[Information]:
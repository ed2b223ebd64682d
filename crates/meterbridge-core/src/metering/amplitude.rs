//! Lock-free level storage.

use super::AudioMetricsSnapshot;
use crate::AtomicFloat;

/// Lock-free level storage (RMS L/R, peak-hold L/R), linear.
///
/// Updated by the producer after every chunk so level meters can poll
/// without touching the session lock.
#[derive(Debug, Default)]
pub struct AtomicAmplitude {
    rms_left: AtomicFloat,
    rms_right: AtomicFloat,
    peak_hold_left: AtomicFloat,
    peak_hold_right: AtomicFloat,
}

impl AtomicAmplitude {
    pub fn new() -> Self {
        Self::default()
    }

    /// Returns (rms_left, rms_right, peak_hold_left, peak_hold_right).
    #[inline]
    pub fn get(&self) -> (f32, f32, f32, f32) {
        (
            self.rms_left.get(),
            self.rms_right.get(),
            self.peak_hold_left.get(),
            self.peak_hold_right.get(),
        )
    }

    #[inline]
    pub fn set(&self, rms_l: f32, rms_r: f32, peak_hold_l: f32, peak_hold_r: f32) {
        self.rms_left.set(rms_l);
        self.rms_right.set(rms_r);
        self.peak_hold_left.set(peak_hold_l);
        self.peak_hold_right.set(peak_hold_r);
    }

    pub(crate) fn store(&self, snapshot: &AudioMetricsSnapshot) {
        self.set(
            snapshot.left.rms,
            snapshot.right.rms,
            snapshot.left.peak_hold,
            snapshot.right.peak_hold,
        );
    }

    pub fn clear(&self) {
        self.set(0.0, 0.0, 0.0, 0.0);
    }
}
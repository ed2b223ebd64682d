//! Tolerance constants for metering tests.
//!
//! Different measurements require different precision levels.

/// Floating point rounding errors (constant signals, exact ratios).
pub const FLOAT_EPSILON: f32 = 1e-6;

/// Linear level tolerance after summing a few thousand squares in f64.
pub const LEVEL_EPSILON: f32 = 1e-3;

/// Level comparisons in dB.
pub const DB_EPSILON: f32 = 0.05;

/// Absolute loudness target, e.g. a calibrated sine.
pub const LOUDNESS_TOLERANCE_LU: f64 = 1.0;

/// Same audio metered with different chunking.
pub const CHUNKING_TOLERANCE_LU: f64 = 0.1;

/// Agreement with the reference EBU R128 implementation.
pub const REFERENCE_TOLERANCE_LU: f64 = 0.75;

/// Spectrum bin comparison in dB.
pub const SPECTRUM_EPSILON_DB: f32 = 0.01;
//! Central metering manager.

use arc_swap::ArcSwapOption;
use crossbeam_channel::{Receiver, Sender, TrySendError};
use meterbridge_analysis::LoudnessReading;

use super::ingest::{decode_pcm_into, SampleFormat};
use super::session::validate_chunk;
use super::{AtomicAmplitude, AudioMetricsSnapshot, BasicLevels, MeteringSession};
use crate::compat::{Arc, Mutex, RwLock};
use crate::config::validate_sample_rate;
use crate::lockfree::{AtomicCounter, AtomicFlag};
use crate::{MeterConfig, Result};

/// Callback invoked with every emitted snapshot, on the producer thread.
pub type SnapshotCallback = Arc<dyn Fn(&Arc<AudioMetricsSnapshot>) + Send + Sync>;

type Subscribers = Mutex<Vec<Sender<Arc<AudioMetricsSnapshot>>>>;

/// Owns the session and delivers snapshots.
///
/// One producer thread drives [`push_audio`](Self::push_audio); the session
/// mutex is held for the whole chunk and released before any consumer runs.
/// Consumers either register a callback, take a bounded channel, or poll
/// [`latest`](Self::latest) and [`levels`](Self::levels).
pub struct MeteringManager {
    config: MeterConfig,
    session: Mutex<Option<MeteringSession>>,
    pcm_scratch: Mutex<Vec<f32>>,

    callbacks: RwLock<Vec<SnapshotCallback>>,
    subscribers: Subscribers,
    latest: ArcSwapOption<AudioMetricsSnapshot>,
    amplitude: Arc<AtomicAmplitude>,

    active: AtomicFlag,
    dropped: AtomicCounter,
}

impl MeteringManager {
    pub fn new(config: MeterConfig) -> Result<Self> {
        config.validate()?;
        Ok(Self {
            config,
            session: Mutex::new(None),
            pcm_scratch: Mutex::new(Vec::new()),
            callbacks: RwLock::new(Vec::new()),
            subscribers: Mutex::new(Vec::new()),
            latest: ArcSwapOption::empty(),
            amplitude: Arc::new(AtomicAmplitude::new()),
            active: AtomicFlag::new(false),
            dropped: AtomicCounter::new(),
        })
    }

    pub fn config(&self) -> &MeterConfig {
        &self.config
    }

    /// Begin a fresh session, discarding any previous state.
    pub fn start(&self, sample_rate: u32) -> Result<()> {
        if let Err(e) = validate_sample_rate(sample_rate) {
            tracing::warn!("Rejected session start: {}", e);
            return Err(e);
        }
        let session = MeteringSession::new(sample_rate, self.config.clone())?;
        *self.session.lock() = Some(session);
        self.clear_outputs();
        self.active.set(true);
        tracing::info!("Metering session started at {} Hz", sample_rate);
        Ok(())
    }

    /// End the session. Snapshots already handed out stay valid.
    pub fn stop(&self) {
        let previous = self.session.lock().take();
        self.active.set(false);
        if let Some(session) = previous {
            tracing::info!(
                "Metering session stopped after {} chunks ({:.2} s)",
                session.sequence(),
                session.stream_time()
            );
        }
    }

    pub fn is_active(&self) -> bool {
        self.active.get()
    }

    /// Sample rate of the running session.
    pub fn sample_rate(&self) -> Option<u32> {
        self.session.lock().as_ref().map(|s| s.sample_rate())
    }

    /// Run one interleaved f32 chunk through the pipeline.
    ///
    /// Starts a session if none is running and restarts it when
    /// `sample_rate` differs from the running one. Invalid input is rejected
    /// before anything changes. `frames == 0` returns `Ok(None)`.
    pub fn push_audio(
        &self,
        samples: &[f32],
        frames: usize,
        sample_rate: u32,
        channels: usize,
    ) -> Result<Option<Arc<AudioMetricsSnapshot>>> {
        if let Err(e) = validate_sample_rate(sample_rate)
            .and_then(|_| validate_chunk(samples.len(), frames, channels))
        {
            tracing::warn!("Rejected audio chunk: {}", e);
            return Err(e);
        }
        if frames == 0 {
            return Ok(None);
        }

        let snapshot = {
            let mut guard = self.session.lock();
            let restart = match guard.as_ref() {
                Some(session) if session.sample_rate() == sample_rate => false,
                Some(session) => {
                    tracing::info!(
                        "Sample rate changed from {} to {} Hz, resetting session",
                        session.sample_rate(),
                        sample_rate
                    );
                    true
                }
                None => {
                    tracing::info!("Metering session started at {} Hz", sample_rate);
                    true
                }
            };
            if restart {
                *guard = Some(MeteringSession::new(sample_rate, self.config.clone())?);
                self.active.set(true);
            }

            match guard.as_mut() {
                Some(session) => session.process_chunk(samples, frames, channels)?,
                None => None,
            }
        };

        Ok(snapshot.map(|snapshot| {
            let snapshot = Arc::new(snapshot);
            self.emit(&snapshot);
            snapshot
        }))
    }

    /// Decode a raw PCM byte buffer and run it through [`push_audio`](Self::push_audio).
    pub fn push_pcm(
        &self,
        bytes: &[u8],
        format: SampleFormat,
        frames: usize,
        sample_rate: u32,
        channels: usize,
    ) -> Result<Option<Arc<AudioMetricsSnapshot>>> {
        // The buffer is taken out so no lock is held while snapshots are emitted.
        let mut scratch = std::mem::take(&mut *self.pcm_scratch.lock());
        let result = match decode_pcm_into(bytes, format, frames, channels, &mut scratch) {
            Ok(()) => self.push_audio(&scratch, frames, sample_rate, channels),
            Err(e) => {
                tracing::warn!("Rejected {:?} buffer: {}", format, e);
                Err(e)
            }
        };
        *self.pcm_scratch.lock() = scratch;
        result
    }

    fn emit(&self, snapshot: &Arc<AudioMetricsSnapshot>) {
        self.latest.store(Some(Arc::clone(snapshot)));
        self.amplitude.store(snapshot);

        let callbacks = self.callbacks.read().clone();
        for callback in &callbacks {
            callback(snapshot);
        }

        self.subscribers
            .lock()
            .retain(|tx| match tx.try_send(Arc::clone(snapshot)) {
                Ok(()) => true,
                Err(TrySendError::Full(_)) => {
                    self.dropped.increment();
                    true
                }
                Err(TrySendError::Disconnected(_)) => false,
            });
    }

    fn clear_outputs(&self) {
        self.latest.store(None);
        self.amplitude.clear();
    }

    /// Register a callback for every future snapshot.
    ///
    /// Runs synchronously on the producer thread; it must return quickly.
    /// No manager lock is held while it runs, so it may push audio or
    /// register further callbacks. Those take effect from the next snapshot.
    pub fn on_snapshot<F>(&self, callback: F)
    where
        F: Fn(&Arc<AudioMetricsSnapshot>) + Send + Sync + 'static,
    {
        self.callbacks.write().push(Arc::new(callback));
    }

    /// Bounded channel of future snapshots.
    ///
    /// When the receiver falls behind, new snapshots are dropped for it
    /// rather than blocking the producer. Dropping the receiver unsubscribes.
    pub fn subscribe(&self, capacity: usize) -> Receiver<Arc<AudioMetricsSnapshot>> {
        let (tx, rx) = crossbeam_channel::bounded(capacity.max(1));
        self.subscribers.lock().push(tx);
        rx
    }

    /// Most recent snapshot of the running session.
    pub fn latest(&self) -> Option<Arc<AudioMetricsSnapshot>> {
        self.latest.load_full()
    }

    pub fn basic_levels(&self) -> Option<BasicLevels> {
        self.latest.load().as_deref().map(BasicLevels::from)
    }

    /// Returns (rms_left, rms_right, peak_hold_left, peak_hold_right), lock-free.
    pub fn levels(&self) -> (f32, f32, f32, f32) {
        self.amplitude.get()
    }

    /// The atomic level store, for pollers that keep their own handle.
    pub fn amplitude_atomic(&self) -> &Arc<AtomicAmplitude> {
        &self.amplitude
    }

    /// Current loudness of the running session.
    pub fn loudness(&self) -> Option<LoudnessReading> {
        self.session.lock().as_ref().map(|s| s.loudness())
    }

    /// Restart Integrated loudness and LRA, keeping everything else.
    pub fn reset_loudness(&self) {
        if let Some(session) = self.session.lock().as_mut() {
            session.reset_loudness();
            tracing::info!("Integrated loudness reset");
        }
    }

    /// Snapshots not delivered because a subscriber queue was full.
    pub fn dropped_snapshots(&self) -> u64 {
        self.dropped.get()
    }
}
//! # meterbridge-analysis
//!
//! Streaming measurement algorithms used by the metering engine.
//!
//! - **Stereo statistics**: RMS, sample peak, crest factor, Pearson correlation,
//!   balance and Mid/Side width accumulated one frame at a time
//! - **True peak**: parabolic and Catmull-Rom inter-sample peak estimation
//! - **Spectrum**: Hann-windowed FFT with dominant frequency, centroid, roll-off,
//!   noise floor, SNR and ENOB
//! - **Loudness**: EBU R128 Momentary, Short-term, gated Integrated and
//!   Loudness Range
//! - **Scope**: decimated oscilloscope rings
//!
//! All functions operate on raw `f32`/`f64` samples - no framework dependencies.
//!
//! ## Example
//!
//! ```rust
//! use meterbridge_analysis::{correlation::analyze_stereo, loudness::analyze_loudness};
//!
//! let left: Vec<f32> = (0..48000)
//!     .map(|i| (2.0 * std::f32::consts::PI * 1000.0 * i as f32 / 48000.0).sin() * 0.1)
//!     .collect();
//!
//! let stereo = analyze_stereo(&left, &left);
//! assert!(stereo.correlation > 0.99);
//!
//! let loudness = analyze_loudness(&left, &left, 48000);
//! assert!(loudness.integrated_lufs.is_finite());
//! ```

pub mod correlation;
pub mod loudness;
pub mod scope;
pub mod spectrum;
pub mod true_peak;

mod stats;

pub use correlation::{
    analyze_stereo, analyze_stereo_interleaved, ChannelLevels, StereoAccumulator, StereoAnalysis,
};
pub use loudness::{
    analyze_loudness, EnergyWindow, GatedIntegrator, LoudnessMeter, LoudnessRange, LoudnessReading,
    LoudnessResult,
};
pub use scope::ScopeRing;
pub use spectrum::{SpectrumAccumulator, SpectrumAnalyzer, SpectrumMetrics};
pub use stats::percentile;
pub use true_peak::{estimate_true_peak, SampleHistory};

/// Floor applied to every dB quantity handed to consumers.
pub const DB_FLOOR: f32 = -120.0;

/// Guard below which energy sums are treated as zero.
pub const ENERGY_EPSILON: f64 = 1e-18;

[The problem]:
Please find every line in the records that contains the word "struct", and copy it out.

[Answer space]:
pub struct AtomicAmplitude {
pub struct MeteringManager {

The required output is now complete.